### What is being asked:
Every line of the records below from the line with "circuit is closed." up to and including the line with "self.with_shared_clock(Arc::new(clock))" must be reproduced exactly, and no line outside that range.

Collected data
//! Geocoding client behind a guard: quota, outage, fallback, recovery.
use geoguard::prelude::*;
use geoguard::telemetry::{CallResult, LogSink, MemorySink, SplitSink};
use geoguard::CircuitBreakerConfig as BreakerConfig;
use std::sync::atomic::{AtomicUsize, Ordering};
use std::sync::Arc;
use std::time::Duration;

/// Pretend upstream that is down for requests 3 through 7.
async fn geocode(requests: Arc<AtomicUsize>, address: &str) -> Result<(f64, f64), ApiError> {
    let n = requests.fetch_add(1, Ordering::SeqCst);
    tokio::time::sleep(Duration::from_millis(5)).await;
    if (3..8).contains(&n) {
        return Err(ApiError::status(503, "service unavailable"));
    }
    if address.is_empty() {
        return Err(ApiError::status(400, "empty address"));
    }
    Ok((18.4655, -66.1057))
}

#[tokio::main]
async fn main() -> Result<(), Box<dyn std::error::Error>> {
    tracing_subscriber::fmt().with_target(false).init();

    let config = GuardConfig::builder()
        .per_second(20)
        .breaker(
            BreakerConfig::builder()
                .failure_threshold(3)
                .recovery_timeout(Duration::from_millis(500))
                .success_threshold(2)
                .build()?,
        )
        .recovery_every(Duration::from_millis(100))
        .build()?;
    // transitions go to the log; per-call events stay in a small buffer
    let recent_calls = MemorySink::with_capacity(64);
    let guard = ApiGuard::new(config).with_sink(SplitSink::new(LogSink, recent_calls.clone()));
    let _sweeps = guard.start(&TokioScheduler)?;

    let requests = Arc::new(AtomicUsize::new(0));
    for round in 0..16 {
        let requests = requests.clone();
        let outcome = guard
            .execute_with_fallback(
                "geocode",
                "demo-key",
                move || geocode(requests, "Calle Fortaleza, San Juan"),
                |reason| {
                    println!("  fallback after: {reason}");
                    async { Ok((0.0, 0.0)) }
                },
            )
            .await;

        match outcome {
            GuardOutcome::Limited { retry_after_secs, window } => {
                println!("round {round}: limited by {window}, retry in {retry_after_secs}s")
            }
            GuardOutcome::Completed(call) => {
                let state = guard.breaker().get_state("geocode").status;
                println!("round {round}: {:?} (circuit {state})", call.value());
            }
        }
        tokio::time::sleep(Duration::from_millis(150)).await;
    }

    let failed = recent_calls
        .calls()
        .iter()
        .filter(|call| matches!(call.result, CallResult::Failure { .. }))
        .count();
    println!("{} call events buffered, {} failed", recent_calls.len(), failed);
    println!("{:#?}", guard.health());
    Ok(())
}
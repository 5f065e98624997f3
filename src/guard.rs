//! Rate limiter and circuit breaker, sequenced for one upstream provider.
//!
//! [`ApiGuard`] asks the limiter first; only admitted calls reach the
//! breaker. The two never share state: the guard holds a handle to each and
//! does the sequencing without storing anything itself.
//!
//! ```rust
//! use geoguard::{ApiError, ApiGuard, GuardConfig, GuardOutcome};
//!
//! # #[tokio::main(flavor = "current_thread")]
//! # async fn main() {
//! let guard = ApiGuard::new(GuardConfig::geocoding());
//! let outcome = guard
//!     .execute("geocode", "api-key-1", || async {
//!         Ok::<_, ApiError>("San Juan, PR")
//!     })
//!     .await;
//! assert!(matches!(outcome, GuardOutcome::Completed(ref call) if call.is_ok()));
//! # }
//! ```

use crate::circuit_breaker::{
    CallOutcome, CircuitBreaker, CircuitSnapshot, CircuitState, CircuitStore,
};
use crate::classify::Classify;
use crate::clock::Clock;
use crate::config::GuardConfig;
use crate::error::{CallError, ResilienceError, SchedulerError};
use crate::rate_limit::{Admission, BucketStore, RateLimiter, Window};
use crate::scheduler::{Scheduler, TickHandle};
use crate::telemetry::{emit_best_effort, CallEvent, CallResult, GuardEvent, NullSink, TelemetrySink};
use std::future::Future;
use std::sync::Arc;
use std::time::Duration;
use tracing::debug;

/// Result of [`ApiGuard::execute`].
#[derive(Debug)]
pub enum GuardOutcome<T, E> {
    /// The limiter did not admit the call; nothing ran.
    Limited {
        /// Whole seconds until a token is available.
        retry_after_secs: u64,
        /// The window that denied admission.
        window: Window,
    },
    /// The call went through the breaker.
    Completed(CallOutcome<T, E>),
}

impl<T, E> GuardOutcome<T, E> {
    /// True when the rate limiter turned the call away.
    pub fn is_limited(&self) -> bool {
        matches!(self, GuardOutcome::Limited { .. })
    }

    /// Retry hint when limited.
    pub fn retry_after(&self) -> Option<Duration> {
        match self {
            GuardOutcome::Limited { retry_after_secs, .. } => {
                Some(Duration::from_secs(*retry_after_secs))
            }
            GuardOutcome::Completed(_) => None,
        }
    }

    /// The breaker's outcome, if the call was admitted.
    pub fn completed(self) -> Option<CallOutcome<T, E>> {
        match self {
            GuardOutcome::Completed(outcome) => Some(outcome),
            GuardOutcome::Limited { .. } => None,
        }
    }

    /// Collapse to a `Result`; a fallback value counts as success.
    pub fn into_result(self) -> Result<T, ResilienceError<CallError<E>>> {
        match self {
            GuardOutcome::Limited { retry_after_secs, window } => {
                Err(ResilienceError::RateLimited { retry_after_secs, window })
            }
            GuardOutcome::Completed(outcome) => outcome.into_result().map_err(ResilienceError::Inner),
        }
    }
}

/// Handles for the two background sweeps. Dropping them stops the sweeps.
#[derive(Debug)]
pub struct SweepHandles {
    /// Rate-limit refill sweep.
    pub refill: TickHandle,
    /// Circuit recovery sweep.
    pub recovery: TickHandle,
}

/// Point-in-time view of a guard.
#[derive(Debug, Clone, PartialEq, Eq)]
#[cfg_attr(feature = "serde", derive(serde::Serialize))]
pub struct HealthReport {
    /// Every tracked circuit, sorted by service name.
    pub circuits: Vec<(String, CircuitSnapshot)>,
    /// Circuits currently open.
    pub open_circuits: usize,
    /// Circuits currently half-open.
    pub half_open_circuits: usize,
    /// Token buckets currently tracked (four per endpoint/identifier pair).
    pub tracked_buckets: usize,
}

impl HealthReport {
    /// True when every circuit is closed.
    pub fn is_healthy(&self) -> bool {
        self.open_circuits == 0 && self.half_open_circuits == 0
    }
}

/// Rate limiter plus circuit breaker for one upstream provider.
///
/// Clones share both stores.
#[derive(Debug, Clone)]
pub struct ApiGuard<S = NullSink> {
    limiter: RateLimiter,
    breaker: CircuitBreaker<S>,
    config: Arc<GuardConfig>,
    sink: S,
}

impl ApiGuard<NullSink> {
    /// Guard with fresh stores, the monotonic clock and no telemetry.
    pub fn new(config: GuardConfig) -> Self {
        Self {
            limiter: RateLimiter::new(*config.limits()),
            breaker: CircuitBreaker::new(config.breaker().clone()),
            config: Arc::new(config),
            sink: NullSink,
        }
    }
}

impl<S> ApiGuard<S> {
    /// Drive both subsystems from `clock`.
    pub fn with_clock<C: Clock + 'static>(self, clock: C) -> Self {
        self.with_shared_clock(Arc::new(clock))
    }

    pub fn with_shared_clock(mut self, clock: Arc<dyn Clock>) -> Self {
        self.limiter = self.limiter.with_shared_clock(clock.clone());
        self.breaker = self.breaker.with_shared_clock(clock);
        self
    }

    /// Use existing stores, e.g. to share state with another guard.
    pub fn with_stores(mut self, buckets: BucketStore, circuits: CircuitStore) -> Self {
        self.limiter = self.limiter.with_store(buckets);
        self.breaker = self.breaker.with_store(circuits);
        self
    }

    /// Send every call and transition event to `sink`.
    pub fn with_sink<T: Clone>(self, sink: T) -> ApiGuard<T> {
        ApiGuard {
            limiter: self.limiter,
            breaker: self.breaker.with_sink(sink.clone()),
            config: self.config,
            sink,
        }
    }

    /// The rate limiter consulted first.
    pub fn limiter(&self) -> &RateLimiter {
        &self.limiter
    }

    /// The breaker admitted calls run under.
    pub fn breaker(&self) -> &CircuitBreaker<S> {
        &self.breaker
    }

    pub fn config(&self) -> &GuardConfig {
        &self.config
    }

    /// Snapshot of every circuit plus the bucket count.
    pub fn health(&self) -> HealthReport {
        let circuits = self.breaker.snapshot_all();
        let count = |state: CircuitState| circuits.iter().filter(|(_, snap)| snap.status == state).count();
        HealthReport {
            open_circuits: count(CircuitState::Open),
            half_open_circuits: count(CircuitState::HalfOpen),
            tracked_buckets: self.limiter.tracked_buckets(),
            circuits,
        }
    }
}

impl<S> ApiGuard<S>
where
    S: TelemetrySink,
    S::Future: Send + 'static,
{
    /// Admit the call against `endpoint`'s quota for `identifier`, then run it
    /// under the circuit for `endpoint`.
    pub async fn execute<T, E, F, Fut>(
        &self,
        endpoint: &str,
        identifier: &str,
        operation: F,
    ) -> GuardOutcome<T, E>
    where
        F: FnOnce() -> Fut,
        Fut: Future<Output = Result<T, E>>,
        E: Classify,
    {
        if let Some(limited) = self.admit(endpoint, identifier).await {
            return limited;
        }
        GuardOutcome::Completed(self.breaker.call(endpoint, operation).await)
    }

    /// Like [`execute`](Self::execute), with a fallback for calls the breaker
    /// turns away or that fail. A rate-limited call does not run the fallback;
    /// the caller gets the retry hint instead.
    pub async fn execute_with_fallback<T, E, F, Fut, FB, FbFut>(
        &self,
        endpoint: &str,
        identifier: &str,
        operation: F,
        fallback: FB,
    ) -> GuardOutcome<T, E>
    where
        F: FnOnce() -> Fut,
        Fut: Future<Output = Result<T, E>>,
        FB: FnOnce(&CallError<E>) -> FbFut,
        FbFut: Future<Output = Result<T, E>>,
        E: Classify,
    {
        if let Some(limited) = self.admit(endpoint, identifier).await {
            return limited;
        }
        GuardOutcome::Completed(self.breaker.call_with_fallback(endpoint, operation, fallback).await)
    }

    async fn admit<T, E>(&self, endpoint: &str, identifier: &str) -> Option<GuardOutcome<T, E>> {
        match self.limiter.check_and_consume(endpoint, identifier) {
            Admission::Allowed { .. } => None,
            Admission::Limited { retry_after_secs, window } => {
                debug!(endpoint, identifier, %window, retry_after_secs, "call not admitted");
                let event = GuardEvent::Call(CallEvent {
                    service: endpoint.to_owned(),
                    result: CallResult::RateLimited { window },
                    duration: Duration::ZERO,
                });
                emit_best_effort(self.sink.clone(), event).await;
                Some(GuardOutcome::Limited { retry_after_secs, window })
            }
        }
    }

    /// Register the refill and recovery sweeps at the configured intervals.
    pub fn start(&self, scheduler: &dyn Scheduler) -> Result<SweepHandles, SchedulerError>
    where
        S: Sync,
    {
        let ticks = self.config.ticks();
        let refill = self.limiter.start(scheduler, ticks.refill())?;
        let recovery = self.breaker.start(scheduler, ticks.recovery())?;
        Ok(SweepHandles { refill, recovery })
    }
}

### Task output:
    /// True when every circuit is closed.
    pub fn is_healthy(&self) -> bool {
        self.open_circuits == 0 && self.half_open_circuits == 0
    }
}

/// Rate limiter plus circuit breaker for one upstream provider.
///
/// Clones share both stores.
#[derive(Debug, Clone)]
pub struct ApiGuard<S = NullSink> {
    limiter: RateLimiter,
    breaker: CircuitBreaker<S>,
    config: Arc<GuardConfig>,
    sink: S,
}

impl ApiGuard<NullSink> {
    /// Guard with fresh stores, the monotonic clock and no telemetry.
    pub fn new(config: GuardConfig) -> Self {
        Self {
            limiter: RateLimiter::new(*config.limits()),
            breaker: CircuitBreaker::new(config.breaker().clone()),
            config: Arc::new(config),
            sink: NullSink,
        }
    }
}

impl<S> ApiGuard<S> {
    /// Drive both subsystems from `clock`.
    pub fn with_clock<C: Clock + 'static>(self, clock: C) -> Self {
        self.with_shared_clock(Arc::new(clock))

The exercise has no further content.